Nothing in the records that follow should differ once you have copied them out.

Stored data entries
◆ ◆ ◆ ◆ ◆ ◆ ◆

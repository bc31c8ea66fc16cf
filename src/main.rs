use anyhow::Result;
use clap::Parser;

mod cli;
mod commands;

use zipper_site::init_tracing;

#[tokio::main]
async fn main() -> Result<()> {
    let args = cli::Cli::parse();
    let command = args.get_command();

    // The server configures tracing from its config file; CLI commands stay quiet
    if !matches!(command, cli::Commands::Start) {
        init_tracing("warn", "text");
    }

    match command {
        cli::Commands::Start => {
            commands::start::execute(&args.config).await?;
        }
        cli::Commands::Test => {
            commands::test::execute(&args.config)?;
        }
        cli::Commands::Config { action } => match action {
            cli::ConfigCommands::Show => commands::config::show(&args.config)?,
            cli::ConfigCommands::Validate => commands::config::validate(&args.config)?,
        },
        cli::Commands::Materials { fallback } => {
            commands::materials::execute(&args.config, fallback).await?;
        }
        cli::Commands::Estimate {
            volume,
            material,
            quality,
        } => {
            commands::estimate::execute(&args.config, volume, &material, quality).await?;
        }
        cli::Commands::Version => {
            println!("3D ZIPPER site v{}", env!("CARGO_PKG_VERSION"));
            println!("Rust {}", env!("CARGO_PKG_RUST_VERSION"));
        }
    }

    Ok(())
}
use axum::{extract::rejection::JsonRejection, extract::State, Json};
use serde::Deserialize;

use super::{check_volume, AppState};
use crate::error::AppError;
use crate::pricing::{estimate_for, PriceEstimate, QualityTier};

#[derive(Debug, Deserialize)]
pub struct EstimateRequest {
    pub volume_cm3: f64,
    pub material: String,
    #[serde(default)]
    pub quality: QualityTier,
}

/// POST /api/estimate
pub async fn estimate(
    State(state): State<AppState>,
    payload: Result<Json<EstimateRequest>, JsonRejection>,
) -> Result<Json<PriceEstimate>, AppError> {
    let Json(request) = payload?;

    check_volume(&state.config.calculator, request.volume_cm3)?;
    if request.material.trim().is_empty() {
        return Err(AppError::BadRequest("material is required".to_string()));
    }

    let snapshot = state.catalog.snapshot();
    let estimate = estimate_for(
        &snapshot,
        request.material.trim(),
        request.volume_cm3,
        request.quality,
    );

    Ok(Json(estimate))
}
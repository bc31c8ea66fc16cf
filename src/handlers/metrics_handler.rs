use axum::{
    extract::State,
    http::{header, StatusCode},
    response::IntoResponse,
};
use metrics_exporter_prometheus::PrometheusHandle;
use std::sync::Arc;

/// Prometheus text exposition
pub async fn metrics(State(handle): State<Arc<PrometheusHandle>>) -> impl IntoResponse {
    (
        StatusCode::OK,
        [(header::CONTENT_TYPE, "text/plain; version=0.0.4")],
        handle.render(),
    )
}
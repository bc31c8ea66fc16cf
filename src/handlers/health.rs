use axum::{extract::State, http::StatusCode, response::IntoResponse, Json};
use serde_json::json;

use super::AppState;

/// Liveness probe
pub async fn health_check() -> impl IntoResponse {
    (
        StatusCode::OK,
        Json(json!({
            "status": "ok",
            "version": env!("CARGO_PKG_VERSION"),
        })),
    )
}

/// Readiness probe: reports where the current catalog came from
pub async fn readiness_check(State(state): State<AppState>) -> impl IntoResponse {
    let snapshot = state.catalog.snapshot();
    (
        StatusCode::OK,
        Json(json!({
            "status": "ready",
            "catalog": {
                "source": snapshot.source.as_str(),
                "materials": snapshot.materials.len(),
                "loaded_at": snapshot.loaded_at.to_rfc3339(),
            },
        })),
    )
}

◆ ◆ ◆ ◆ ◆ ◆ ◆

§ **OUTPUT OF THE EXERCISE**
repository bc31c8ea66fc16cf
filename src/main.rs
use anyhow::Result;
use clap::Parser;

mod cli;
mod commands;

use zipper_site::init_tracing;

#[tokio::main]
async fn main() -> Result<()> {
    let args = cli::Cli::parse();
    let command = args.get_command();

    // The server configures tracing from its config file; CLI commands stay quiet
    if !matches!(command, cli::Commands::Start) {
        init_tracing("warn", "text");
    }

    match command {
        cli::Commands::Start => {
            commands::start::execute(&args.config).await?;
        }
        cli::Commands::Test => {
            commands::test::execute(&args.config)?;
        }
        cli::Commands::Config { action } => match action {
            cli::ConfigCommands::Show => commands::config::show(&args.config)?,
            cli::ConfigCommands::Validate => commands::config::validate(&args.config)?,
        },
        cli::Commands::Materials { fallback } => {
            commands::materials::execute(&args.config, fallback).await?;
        }
        cli::Commands::Estimate {
            volume,
            material,
            quality,
        } => {
            commands::estimate::execute(&args.config, volume, &material, quality).await?;
        }
        cli::Commands::Version => {
            println!("3D ZIPPER site v{}", env!("CARGO_PKG_VERSION"));
            println!("Rust {}", env!("CARGO_PKG_RUST_VERSION"));
        }
    }

    Ok(())
}
use axum::{extract::rejection::JsonRejection, extract::State, Json};
use serde::Deserialize;

use super::{check_volume, AppState};
use crate::error::AppError;
use crate::pricing::{estimate_for, PriceEstimate, QualityTier};

#[derive(Debug, Deserialize)]
pub struct EstimateRequest {
    pub volume_cm3: f64,
    pub material: String,
    #[serde(default)]
    pub quality: QualityTier,
}

/// POST /api/estimate
pub async fn estimate(
    State(state): State<AppState>,
    payload: Result<Json<EstimateRequest>, JsonRejection>,
) -> Result<Json<PriceEstimate>, AppError> {
    let Json(request) = payload?;

    check_volume(&state.config.calculator, request.volume_cm3)?;
    if request.material.trim().is_empty() {
        return Err(AppError::BadRequest("material is required".to_string()));
    }

    let snapshot = state.catalog.snapshot();
    let estimate = estimate_for(
        &snapshot,
        request.material.trim(),
        request.volume_cm3,
        request.quality,
    );

    Ok(Json(estimate))
}
repository bc31c8ea66fc16cf
filename src/handlers/metrics_handler.rs
use axum::{
    extract::State,
    http::{header, StatusCode},
    response::IntoResponse,
};
use metrics_exporter_prometheus::PrometheusHandle;
use std::sync::Arc;

/// Prometheus text exposition
pub async fn metrics(State(handle): State<Arc<PrometheusHandle>>) -> impl IntoResponse {
    (
        StatusCode::OK,
        [(header::CONTENT_TYPE, "text/plain; version=0.0.4")],
        handle.render(),
    )
}
repository bc31c8ea66fc16cf
filename src/handlers/health.rs
use axum::{extract::State, http::StatusCode, response::IntoResponse, Json};
use serde_json::json;

use super::AppState;

/// Liveness probe
pub async fn health_check() -> impl IntoResponse {
    (
        StatusCode::OK,
        Json(json!({
            "status": "ok",
            "version": env!("CARGO_PKG_VERSION"),
        })),
    )
}

/// Readiness probe: reports where the current catalog came from
pub async fn readiness_check(State(state): State<AppState>) -> impl IntoResponse {
    let snapshot = state.catalog.snapshot();
    (
        StatusCode::OK,
        Json(json!({
            "status": "ready",
            "catalog": {
                "source": snapshot.source.as_str(),
                "materials": snapshot.materials.len(),
                "loaded_at": snapshot.loaded_at.to_rfc3339(),
            },
        })),
    )
}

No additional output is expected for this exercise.